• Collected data
**********
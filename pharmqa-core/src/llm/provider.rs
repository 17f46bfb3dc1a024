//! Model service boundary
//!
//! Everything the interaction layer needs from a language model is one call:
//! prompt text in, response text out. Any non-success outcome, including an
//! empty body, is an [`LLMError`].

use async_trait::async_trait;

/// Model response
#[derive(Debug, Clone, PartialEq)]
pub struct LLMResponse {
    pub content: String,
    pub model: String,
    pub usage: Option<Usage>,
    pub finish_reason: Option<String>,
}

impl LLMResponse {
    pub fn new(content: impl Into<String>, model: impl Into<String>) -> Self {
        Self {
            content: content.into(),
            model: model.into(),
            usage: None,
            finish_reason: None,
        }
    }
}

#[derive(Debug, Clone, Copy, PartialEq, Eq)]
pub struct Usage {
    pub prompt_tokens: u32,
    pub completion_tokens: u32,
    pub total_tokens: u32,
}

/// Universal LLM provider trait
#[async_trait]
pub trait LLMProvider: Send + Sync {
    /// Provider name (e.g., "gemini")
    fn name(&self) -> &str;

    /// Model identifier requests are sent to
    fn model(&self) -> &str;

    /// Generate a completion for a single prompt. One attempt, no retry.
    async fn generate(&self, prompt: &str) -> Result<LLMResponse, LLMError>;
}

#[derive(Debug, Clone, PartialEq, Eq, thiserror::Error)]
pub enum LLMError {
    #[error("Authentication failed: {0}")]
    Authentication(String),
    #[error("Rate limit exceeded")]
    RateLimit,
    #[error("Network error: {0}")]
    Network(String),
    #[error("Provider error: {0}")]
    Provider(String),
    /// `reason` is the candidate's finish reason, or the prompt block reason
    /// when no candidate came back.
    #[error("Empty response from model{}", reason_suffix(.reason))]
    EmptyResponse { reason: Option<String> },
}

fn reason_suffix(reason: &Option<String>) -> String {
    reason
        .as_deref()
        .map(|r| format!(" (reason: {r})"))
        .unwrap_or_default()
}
**********
• TASK PROMPT
All entries above are to be transcribed verbatim.

• SOLUTION TO THIS EXERCISE
filename pharmqa-core/src/llm/provider.rs
repository 17f46bfb3dc1a024
//! Model service boundary
//!
//! Everything the interaction layer needs from a language model is one call:
//! prompt text in, response text out. Any non-success outcome, including an
//! empty body, is an [`LLMError`].

use async_trait::async_trait;

/// Model response
#[derive(Debug, Clone, PartialEq)]
pub struct LLMResponse {
    pub content: String,
    pub model: String,
    pub usage: Option<Usage>,
    pub finish_reason: Option<String>,
}

impl LLMResponse {
    pub fn new(content: impl Into<String>, model: impl Into<String>) -> Self {
        Self {
            content: content.into(),
            model: model.into(),
            usage: None,
            finish_reason: None,
        }
    }
}

#[derive(Debug, Clone, Copy, PartialEq, Eq)]
pub struct Usage {
    pub prompt_tokens: u32,
    pub completion_tokens: u32,
    pub total_tokens: u32,
}

/// Universal LLM provider trait
#[async_trait]
pub trait LLMProvider: Send + Sync {
    /// Provider name (e.g., "gemini")
    fn name(&self) -> &str;

    /// Model identifier requests are sent to
    fn model(&self) -> &str;

    /// Generate a completion for a single prompt. One attempt, no retry.
    async fn generate(&self, prompt: &str) -> Result<LLMResponse, LLMError>;
}

#[derive(Debug, Clone, PartialEq, Eq, thiserror::Error)]
pub enum LLMError {
    #[error("Authentication failed: {0}")]
    Authentication(String),
    #[error("Rate limit exceeded")]
    RateLimit,
    #[error("Network error: {0}")]
    Network(String),
    #[error("Provider error: {0}")]
    Provider(String),
    /// `reason` is the candidate's finish reason, or the prompt block reason
    /// when no candidate came back.
    #[error("Empty response from model{}", reason_suffix(.reason))]
    EmptyResponse { reason: Option<String> },
}

fn reason_suffix(reason: &Option<String>) -> String {
    reason
        .as_deref()
        .map(|r| format!(" (reason: {r})"))
        .unwrap_or_default()
}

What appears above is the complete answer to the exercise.